═════ Working data ═════
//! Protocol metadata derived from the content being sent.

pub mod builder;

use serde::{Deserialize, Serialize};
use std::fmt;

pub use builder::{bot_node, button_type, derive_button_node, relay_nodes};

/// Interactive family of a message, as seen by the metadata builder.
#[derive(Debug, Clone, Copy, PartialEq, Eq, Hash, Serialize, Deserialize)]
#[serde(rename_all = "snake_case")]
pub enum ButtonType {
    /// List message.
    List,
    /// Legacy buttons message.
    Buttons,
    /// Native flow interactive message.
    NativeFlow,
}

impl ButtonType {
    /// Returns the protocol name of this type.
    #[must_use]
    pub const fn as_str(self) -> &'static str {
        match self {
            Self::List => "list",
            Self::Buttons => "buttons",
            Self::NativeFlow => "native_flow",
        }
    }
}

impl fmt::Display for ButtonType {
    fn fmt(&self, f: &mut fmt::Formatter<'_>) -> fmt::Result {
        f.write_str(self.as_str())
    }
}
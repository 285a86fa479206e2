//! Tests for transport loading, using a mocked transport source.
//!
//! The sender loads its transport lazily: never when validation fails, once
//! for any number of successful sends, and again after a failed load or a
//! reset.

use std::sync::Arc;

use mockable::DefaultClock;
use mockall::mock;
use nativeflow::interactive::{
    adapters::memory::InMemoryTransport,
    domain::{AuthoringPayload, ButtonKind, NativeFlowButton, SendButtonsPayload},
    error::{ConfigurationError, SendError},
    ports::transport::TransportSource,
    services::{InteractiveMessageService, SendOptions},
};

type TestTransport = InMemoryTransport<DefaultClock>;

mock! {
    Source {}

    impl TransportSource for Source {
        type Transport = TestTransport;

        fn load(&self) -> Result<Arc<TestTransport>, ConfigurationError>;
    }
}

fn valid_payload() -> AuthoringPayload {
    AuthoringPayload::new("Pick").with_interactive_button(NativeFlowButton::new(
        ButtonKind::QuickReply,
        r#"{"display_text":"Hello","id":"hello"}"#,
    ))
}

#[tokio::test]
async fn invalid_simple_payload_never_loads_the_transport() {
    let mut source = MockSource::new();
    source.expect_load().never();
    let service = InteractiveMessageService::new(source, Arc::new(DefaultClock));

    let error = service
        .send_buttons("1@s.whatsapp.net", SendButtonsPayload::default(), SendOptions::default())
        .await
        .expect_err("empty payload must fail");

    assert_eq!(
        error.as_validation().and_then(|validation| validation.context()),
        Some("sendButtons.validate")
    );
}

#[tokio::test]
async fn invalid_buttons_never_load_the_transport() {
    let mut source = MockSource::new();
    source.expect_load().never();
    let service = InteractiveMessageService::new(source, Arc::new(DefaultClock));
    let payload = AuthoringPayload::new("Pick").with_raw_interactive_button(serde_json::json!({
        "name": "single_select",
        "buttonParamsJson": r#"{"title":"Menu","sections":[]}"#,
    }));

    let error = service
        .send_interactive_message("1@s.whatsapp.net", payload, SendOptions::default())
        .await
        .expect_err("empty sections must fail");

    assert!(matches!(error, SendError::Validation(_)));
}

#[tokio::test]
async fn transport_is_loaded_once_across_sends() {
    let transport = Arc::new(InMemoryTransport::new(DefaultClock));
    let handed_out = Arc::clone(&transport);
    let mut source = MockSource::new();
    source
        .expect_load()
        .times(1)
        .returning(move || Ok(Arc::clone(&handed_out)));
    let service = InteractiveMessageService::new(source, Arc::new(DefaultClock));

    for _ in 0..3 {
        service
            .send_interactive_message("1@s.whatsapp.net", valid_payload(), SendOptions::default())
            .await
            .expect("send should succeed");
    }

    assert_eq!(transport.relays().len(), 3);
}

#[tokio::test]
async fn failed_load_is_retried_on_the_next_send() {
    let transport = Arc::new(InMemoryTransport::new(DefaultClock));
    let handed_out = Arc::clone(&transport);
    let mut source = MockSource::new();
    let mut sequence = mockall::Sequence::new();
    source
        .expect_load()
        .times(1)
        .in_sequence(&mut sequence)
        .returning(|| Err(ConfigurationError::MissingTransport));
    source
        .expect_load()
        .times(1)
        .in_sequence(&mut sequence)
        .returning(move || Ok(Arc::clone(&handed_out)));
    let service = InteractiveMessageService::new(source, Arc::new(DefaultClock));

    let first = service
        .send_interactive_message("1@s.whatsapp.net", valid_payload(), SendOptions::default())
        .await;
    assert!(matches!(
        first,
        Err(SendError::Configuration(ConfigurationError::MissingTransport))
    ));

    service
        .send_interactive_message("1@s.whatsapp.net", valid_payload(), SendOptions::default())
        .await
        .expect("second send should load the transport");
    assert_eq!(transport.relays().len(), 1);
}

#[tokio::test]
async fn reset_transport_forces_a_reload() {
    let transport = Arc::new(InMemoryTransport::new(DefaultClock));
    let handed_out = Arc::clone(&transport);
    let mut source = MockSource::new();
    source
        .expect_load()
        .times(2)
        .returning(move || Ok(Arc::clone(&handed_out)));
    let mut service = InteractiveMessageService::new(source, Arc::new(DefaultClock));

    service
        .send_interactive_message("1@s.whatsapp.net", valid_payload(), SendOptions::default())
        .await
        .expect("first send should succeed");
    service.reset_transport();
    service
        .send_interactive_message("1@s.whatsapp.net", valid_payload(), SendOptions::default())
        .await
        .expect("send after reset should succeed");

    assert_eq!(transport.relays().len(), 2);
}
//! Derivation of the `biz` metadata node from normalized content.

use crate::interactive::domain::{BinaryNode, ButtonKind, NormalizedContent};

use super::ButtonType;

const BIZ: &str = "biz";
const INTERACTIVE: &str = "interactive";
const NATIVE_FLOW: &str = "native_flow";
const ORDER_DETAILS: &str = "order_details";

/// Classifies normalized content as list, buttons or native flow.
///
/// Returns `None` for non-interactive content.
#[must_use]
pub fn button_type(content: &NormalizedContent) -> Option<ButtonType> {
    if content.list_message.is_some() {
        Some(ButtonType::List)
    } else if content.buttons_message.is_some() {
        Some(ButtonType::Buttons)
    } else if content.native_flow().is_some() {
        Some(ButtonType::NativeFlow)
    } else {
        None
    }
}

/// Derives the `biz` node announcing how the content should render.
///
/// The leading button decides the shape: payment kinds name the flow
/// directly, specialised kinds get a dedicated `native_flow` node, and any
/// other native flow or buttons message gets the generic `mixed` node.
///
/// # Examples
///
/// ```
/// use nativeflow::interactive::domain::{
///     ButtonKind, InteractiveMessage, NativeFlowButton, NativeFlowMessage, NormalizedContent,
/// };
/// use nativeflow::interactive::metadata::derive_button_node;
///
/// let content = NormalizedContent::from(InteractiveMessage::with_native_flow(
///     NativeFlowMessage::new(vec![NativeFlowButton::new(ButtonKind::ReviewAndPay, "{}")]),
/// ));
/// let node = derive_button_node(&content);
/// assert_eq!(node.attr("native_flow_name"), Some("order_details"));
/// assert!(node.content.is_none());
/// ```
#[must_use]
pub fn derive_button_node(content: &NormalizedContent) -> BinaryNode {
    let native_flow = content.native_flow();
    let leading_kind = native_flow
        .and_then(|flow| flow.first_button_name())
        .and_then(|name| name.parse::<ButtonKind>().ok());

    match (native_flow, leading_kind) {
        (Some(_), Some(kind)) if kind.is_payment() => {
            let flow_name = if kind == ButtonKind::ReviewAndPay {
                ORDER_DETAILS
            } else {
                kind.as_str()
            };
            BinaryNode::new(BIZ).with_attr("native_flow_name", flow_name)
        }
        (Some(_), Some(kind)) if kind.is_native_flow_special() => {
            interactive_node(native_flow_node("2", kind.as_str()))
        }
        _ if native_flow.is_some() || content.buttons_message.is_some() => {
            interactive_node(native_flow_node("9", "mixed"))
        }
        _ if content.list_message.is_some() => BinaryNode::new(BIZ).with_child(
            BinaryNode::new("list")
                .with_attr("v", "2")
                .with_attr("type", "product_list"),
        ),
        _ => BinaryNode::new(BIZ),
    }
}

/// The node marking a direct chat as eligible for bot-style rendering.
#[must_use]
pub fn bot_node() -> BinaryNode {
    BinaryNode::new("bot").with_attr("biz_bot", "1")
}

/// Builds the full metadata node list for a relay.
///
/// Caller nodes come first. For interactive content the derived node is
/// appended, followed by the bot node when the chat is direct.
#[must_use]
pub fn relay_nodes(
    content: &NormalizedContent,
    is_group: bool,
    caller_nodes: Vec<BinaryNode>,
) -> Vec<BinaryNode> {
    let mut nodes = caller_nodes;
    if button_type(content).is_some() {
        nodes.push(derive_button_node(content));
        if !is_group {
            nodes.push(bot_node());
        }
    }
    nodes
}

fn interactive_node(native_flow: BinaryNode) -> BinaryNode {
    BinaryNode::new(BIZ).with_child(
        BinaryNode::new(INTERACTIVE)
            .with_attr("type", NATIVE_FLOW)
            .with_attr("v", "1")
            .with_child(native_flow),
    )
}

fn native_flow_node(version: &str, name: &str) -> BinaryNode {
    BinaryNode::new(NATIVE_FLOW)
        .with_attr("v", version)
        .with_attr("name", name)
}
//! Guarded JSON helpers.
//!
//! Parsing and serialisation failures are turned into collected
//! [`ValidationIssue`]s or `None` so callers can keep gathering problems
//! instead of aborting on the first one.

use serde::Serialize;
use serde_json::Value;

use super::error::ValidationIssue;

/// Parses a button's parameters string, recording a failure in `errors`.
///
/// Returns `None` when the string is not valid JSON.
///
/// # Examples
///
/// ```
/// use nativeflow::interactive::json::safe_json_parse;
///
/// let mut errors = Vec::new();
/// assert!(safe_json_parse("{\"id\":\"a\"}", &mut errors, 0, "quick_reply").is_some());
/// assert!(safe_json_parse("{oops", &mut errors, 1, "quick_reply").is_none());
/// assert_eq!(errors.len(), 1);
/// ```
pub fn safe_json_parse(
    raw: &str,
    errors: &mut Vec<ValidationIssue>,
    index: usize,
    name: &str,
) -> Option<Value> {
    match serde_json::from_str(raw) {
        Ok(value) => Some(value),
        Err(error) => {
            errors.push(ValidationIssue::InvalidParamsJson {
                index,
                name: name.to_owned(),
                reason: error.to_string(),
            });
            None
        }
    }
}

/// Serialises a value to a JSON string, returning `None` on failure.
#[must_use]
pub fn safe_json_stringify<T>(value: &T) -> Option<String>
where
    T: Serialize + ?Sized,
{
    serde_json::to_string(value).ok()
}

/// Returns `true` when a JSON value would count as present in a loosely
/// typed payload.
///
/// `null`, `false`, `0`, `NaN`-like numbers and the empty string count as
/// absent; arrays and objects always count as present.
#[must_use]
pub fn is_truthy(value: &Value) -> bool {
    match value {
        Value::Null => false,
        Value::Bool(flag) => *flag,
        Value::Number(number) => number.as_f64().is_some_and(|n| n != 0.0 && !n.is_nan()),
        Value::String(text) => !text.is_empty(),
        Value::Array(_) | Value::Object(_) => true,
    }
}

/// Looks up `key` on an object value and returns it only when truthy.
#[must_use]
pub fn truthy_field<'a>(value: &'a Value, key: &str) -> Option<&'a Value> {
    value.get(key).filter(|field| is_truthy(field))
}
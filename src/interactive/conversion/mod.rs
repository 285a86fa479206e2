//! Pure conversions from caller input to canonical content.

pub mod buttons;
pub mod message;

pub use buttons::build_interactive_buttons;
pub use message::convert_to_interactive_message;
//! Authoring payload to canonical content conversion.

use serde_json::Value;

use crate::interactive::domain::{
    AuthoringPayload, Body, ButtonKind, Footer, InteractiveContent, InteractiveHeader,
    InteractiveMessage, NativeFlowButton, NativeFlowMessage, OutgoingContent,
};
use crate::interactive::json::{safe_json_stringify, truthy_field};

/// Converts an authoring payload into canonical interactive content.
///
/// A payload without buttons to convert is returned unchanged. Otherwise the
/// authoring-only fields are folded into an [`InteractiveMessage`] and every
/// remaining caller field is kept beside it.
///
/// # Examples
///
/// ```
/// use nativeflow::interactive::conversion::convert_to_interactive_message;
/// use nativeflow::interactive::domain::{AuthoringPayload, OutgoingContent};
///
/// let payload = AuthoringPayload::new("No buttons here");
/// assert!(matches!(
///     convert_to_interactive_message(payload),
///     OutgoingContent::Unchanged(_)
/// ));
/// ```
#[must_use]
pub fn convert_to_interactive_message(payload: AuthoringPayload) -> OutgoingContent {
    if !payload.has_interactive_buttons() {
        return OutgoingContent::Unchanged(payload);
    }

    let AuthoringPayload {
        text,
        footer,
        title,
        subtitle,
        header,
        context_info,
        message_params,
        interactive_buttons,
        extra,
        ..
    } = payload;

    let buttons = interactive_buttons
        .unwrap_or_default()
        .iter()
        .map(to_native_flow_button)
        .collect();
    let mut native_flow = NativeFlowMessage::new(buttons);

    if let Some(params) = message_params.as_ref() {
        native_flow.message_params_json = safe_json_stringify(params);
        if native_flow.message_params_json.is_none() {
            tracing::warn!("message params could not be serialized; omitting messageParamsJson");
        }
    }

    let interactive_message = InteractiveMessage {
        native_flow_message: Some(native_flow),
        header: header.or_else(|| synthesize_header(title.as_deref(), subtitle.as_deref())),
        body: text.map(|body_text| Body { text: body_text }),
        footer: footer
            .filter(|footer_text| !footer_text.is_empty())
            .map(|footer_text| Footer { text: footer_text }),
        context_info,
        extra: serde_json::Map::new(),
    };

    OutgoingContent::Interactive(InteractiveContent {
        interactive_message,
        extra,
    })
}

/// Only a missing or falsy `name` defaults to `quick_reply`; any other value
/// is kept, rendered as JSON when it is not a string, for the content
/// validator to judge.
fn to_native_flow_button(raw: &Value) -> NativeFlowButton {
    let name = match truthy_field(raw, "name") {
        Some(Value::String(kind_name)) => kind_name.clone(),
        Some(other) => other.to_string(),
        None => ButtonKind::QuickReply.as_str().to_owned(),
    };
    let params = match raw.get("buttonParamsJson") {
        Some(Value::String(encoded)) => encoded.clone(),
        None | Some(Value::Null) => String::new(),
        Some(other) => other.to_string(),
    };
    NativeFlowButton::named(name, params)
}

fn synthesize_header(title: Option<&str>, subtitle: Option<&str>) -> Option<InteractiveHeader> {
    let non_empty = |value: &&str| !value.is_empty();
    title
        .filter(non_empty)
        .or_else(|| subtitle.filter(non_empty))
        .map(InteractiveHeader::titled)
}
═════
→ Task instructions
Start with the first line of the data and print every line exactly. The line containing "validation fails, once" is the last one to include.

→ Solution to the exercise
//! Protocol metadata derived from the content being sent.

pub mod builder;

use serde::{Deserialize, Serialize};
use std::fmt;

pub use builder::{bot_node, button_type, derive_button_node, relay_nodes};

/// Interactive family of a message, as seen by the metadata builder.
#[derive(Debug, Clone, Copy, PartialEq, Eq, Hash, Serialize, Deserialize)]
#[serde(rename_all = "snake_case")]
pub enum ButtonType {
    /// List message.
    List,
    /// Legacy buttons message.
    Buttons,
    /// Native flow interactive message.
    NativeFlow,
}

impl ButtonType {
    /// Returns the protocol name of this type.
    #[must_use]
    pub const fn as_str(self) -> &'static str {
        match self {
            Self::List => "list",
            Self::Buttons => "buttons",
            Self::NativeFlow => "native_flow",
        }
    }
}

impl fmt::Display for ButtonType {
    fn fmt(&self, f: &mut fmt::Formatter<'_>) -> fmt::Result {
        f.write_str(self.as_str())
    }
}
repository 285a86fa479206e2
//! Tests for transport loading, using a mocked transport source.
//!
//! The sender loads its transport lazily: never when validation fails, once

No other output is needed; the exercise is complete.